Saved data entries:
===

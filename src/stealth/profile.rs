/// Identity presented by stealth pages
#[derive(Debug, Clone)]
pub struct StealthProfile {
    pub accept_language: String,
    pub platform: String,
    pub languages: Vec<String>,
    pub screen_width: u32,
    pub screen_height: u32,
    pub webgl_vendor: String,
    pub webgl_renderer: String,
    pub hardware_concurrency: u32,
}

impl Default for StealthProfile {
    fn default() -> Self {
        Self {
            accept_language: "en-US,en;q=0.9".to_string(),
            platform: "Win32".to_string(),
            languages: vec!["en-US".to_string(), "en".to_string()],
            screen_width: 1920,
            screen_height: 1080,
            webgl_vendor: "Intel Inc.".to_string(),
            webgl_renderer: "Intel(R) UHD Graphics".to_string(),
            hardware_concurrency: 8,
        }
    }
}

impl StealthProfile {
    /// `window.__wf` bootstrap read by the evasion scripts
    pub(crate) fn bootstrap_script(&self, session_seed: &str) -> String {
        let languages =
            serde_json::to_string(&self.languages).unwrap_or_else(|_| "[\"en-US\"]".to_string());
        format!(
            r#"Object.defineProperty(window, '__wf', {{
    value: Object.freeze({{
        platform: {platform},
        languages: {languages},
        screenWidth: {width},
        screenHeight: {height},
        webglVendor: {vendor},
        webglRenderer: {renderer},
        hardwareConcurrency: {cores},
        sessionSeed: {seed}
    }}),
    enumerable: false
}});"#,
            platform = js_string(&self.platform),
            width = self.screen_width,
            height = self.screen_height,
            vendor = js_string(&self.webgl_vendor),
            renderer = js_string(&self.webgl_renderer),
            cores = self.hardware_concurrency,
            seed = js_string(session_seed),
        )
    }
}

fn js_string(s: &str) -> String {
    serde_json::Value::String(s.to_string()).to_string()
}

===

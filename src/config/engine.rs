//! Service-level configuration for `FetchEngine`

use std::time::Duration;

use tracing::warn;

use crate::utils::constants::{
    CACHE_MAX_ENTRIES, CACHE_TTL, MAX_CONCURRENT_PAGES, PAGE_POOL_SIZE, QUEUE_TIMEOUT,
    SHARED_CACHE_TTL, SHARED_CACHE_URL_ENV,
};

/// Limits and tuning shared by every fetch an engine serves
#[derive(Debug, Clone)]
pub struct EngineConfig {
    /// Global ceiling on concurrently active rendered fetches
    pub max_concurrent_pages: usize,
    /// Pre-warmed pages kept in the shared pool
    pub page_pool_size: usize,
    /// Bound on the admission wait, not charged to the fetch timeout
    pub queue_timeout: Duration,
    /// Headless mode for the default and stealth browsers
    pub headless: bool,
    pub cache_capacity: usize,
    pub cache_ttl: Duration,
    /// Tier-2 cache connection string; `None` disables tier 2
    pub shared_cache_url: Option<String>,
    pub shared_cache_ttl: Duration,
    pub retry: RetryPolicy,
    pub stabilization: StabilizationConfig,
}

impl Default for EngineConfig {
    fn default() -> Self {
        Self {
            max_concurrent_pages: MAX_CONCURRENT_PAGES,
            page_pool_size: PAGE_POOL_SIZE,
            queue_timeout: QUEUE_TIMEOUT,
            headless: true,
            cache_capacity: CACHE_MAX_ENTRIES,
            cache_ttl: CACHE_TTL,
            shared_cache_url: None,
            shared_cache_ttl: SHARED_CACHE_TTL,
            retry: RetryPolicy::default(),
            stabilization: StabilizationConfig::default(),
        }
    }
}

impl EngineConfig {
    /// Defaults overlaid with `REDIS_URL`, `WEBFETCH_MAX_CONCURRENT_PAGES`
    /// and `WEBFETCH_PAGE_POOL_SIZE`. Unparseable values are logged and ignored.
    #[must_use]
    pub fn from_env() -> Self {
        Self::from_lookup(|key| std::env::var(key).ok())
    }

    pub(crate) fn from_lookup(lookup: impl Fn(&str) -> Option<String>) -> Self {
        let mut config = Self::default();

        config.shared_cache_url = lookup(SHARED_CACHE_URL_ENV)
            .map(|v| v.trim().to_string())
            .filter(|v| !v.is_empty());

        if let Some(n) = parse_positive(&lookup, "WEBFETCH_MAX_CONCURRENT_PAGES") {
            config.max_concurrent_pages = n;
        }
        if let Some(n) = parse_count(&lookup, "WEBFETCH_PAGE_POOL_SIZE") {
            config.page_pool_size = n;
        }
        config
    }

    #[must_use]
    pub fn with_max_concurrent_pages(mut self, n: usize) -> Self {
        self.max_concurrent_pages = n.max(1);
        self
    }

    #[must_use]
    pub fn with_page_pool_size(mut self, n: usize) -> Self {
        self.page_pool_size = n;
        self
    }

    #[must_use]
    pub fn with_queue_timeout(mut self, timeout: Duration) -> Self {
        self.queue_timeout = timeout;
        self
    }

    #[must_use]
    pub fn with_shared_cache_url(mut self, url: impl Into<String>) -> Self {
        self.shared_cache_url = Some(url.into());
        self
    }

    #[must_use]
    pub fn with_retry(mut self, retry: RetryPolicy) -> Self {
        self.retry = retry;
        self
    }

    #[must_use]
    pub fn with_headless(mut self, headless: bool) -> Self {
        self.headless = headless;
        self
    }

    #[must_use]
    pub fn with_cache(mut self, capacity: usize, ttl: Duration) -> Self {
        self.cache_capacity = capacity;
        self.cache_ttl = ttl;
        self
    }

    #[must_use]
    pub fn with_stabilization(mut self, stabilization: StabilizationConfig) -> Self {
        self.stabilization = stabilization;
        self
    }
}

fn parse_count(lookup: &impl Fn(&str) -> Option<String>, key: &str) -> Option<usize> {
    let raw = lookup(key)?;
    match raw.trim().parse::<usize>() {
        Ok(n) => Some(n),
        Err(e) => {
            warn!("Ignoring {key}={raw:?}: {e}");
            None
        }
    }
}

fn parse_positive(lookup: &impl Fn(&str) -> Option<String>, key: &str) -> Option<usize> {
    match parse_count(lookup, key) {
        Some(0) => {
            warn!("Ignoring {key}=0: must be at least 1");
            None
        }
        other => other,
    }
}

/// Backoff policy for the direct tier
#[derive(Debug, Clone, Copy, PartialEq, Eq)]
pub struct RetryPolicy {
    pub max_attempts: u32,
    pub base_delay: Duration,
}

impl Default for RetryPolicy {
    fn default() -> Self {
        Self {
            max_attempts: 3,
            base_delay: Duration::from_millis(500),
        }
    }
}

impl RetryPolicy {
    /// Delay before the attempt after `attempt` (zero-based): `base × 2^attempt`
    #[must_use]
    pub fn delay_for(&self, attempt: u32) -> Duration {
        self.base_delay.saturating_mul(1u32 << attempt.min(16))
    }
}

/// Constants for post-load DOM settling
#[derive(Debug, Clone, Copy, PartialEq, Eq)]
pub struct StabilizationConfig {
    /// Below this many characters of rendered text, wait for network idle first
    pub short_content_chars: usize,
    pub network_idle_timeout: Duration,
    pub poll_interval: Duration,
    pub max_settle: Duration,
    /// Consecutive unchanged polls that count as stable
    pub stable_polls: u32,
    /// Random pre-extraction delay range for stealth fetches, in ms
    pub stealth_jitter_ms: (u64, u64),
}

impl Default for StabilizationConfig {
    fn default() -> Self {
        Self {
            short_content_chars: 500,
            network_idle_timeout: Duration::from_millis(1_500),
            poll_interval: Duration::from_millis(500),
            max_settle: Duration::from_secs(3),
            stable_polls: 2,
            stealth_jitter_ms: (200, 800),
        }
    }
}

===

TASK - Report each line in the data above that holds the word "tier" by copying it.

REPLY -
    /// Tier-2 cache connection string; `None` disables tier 2
/// Backoff policy for the direct tier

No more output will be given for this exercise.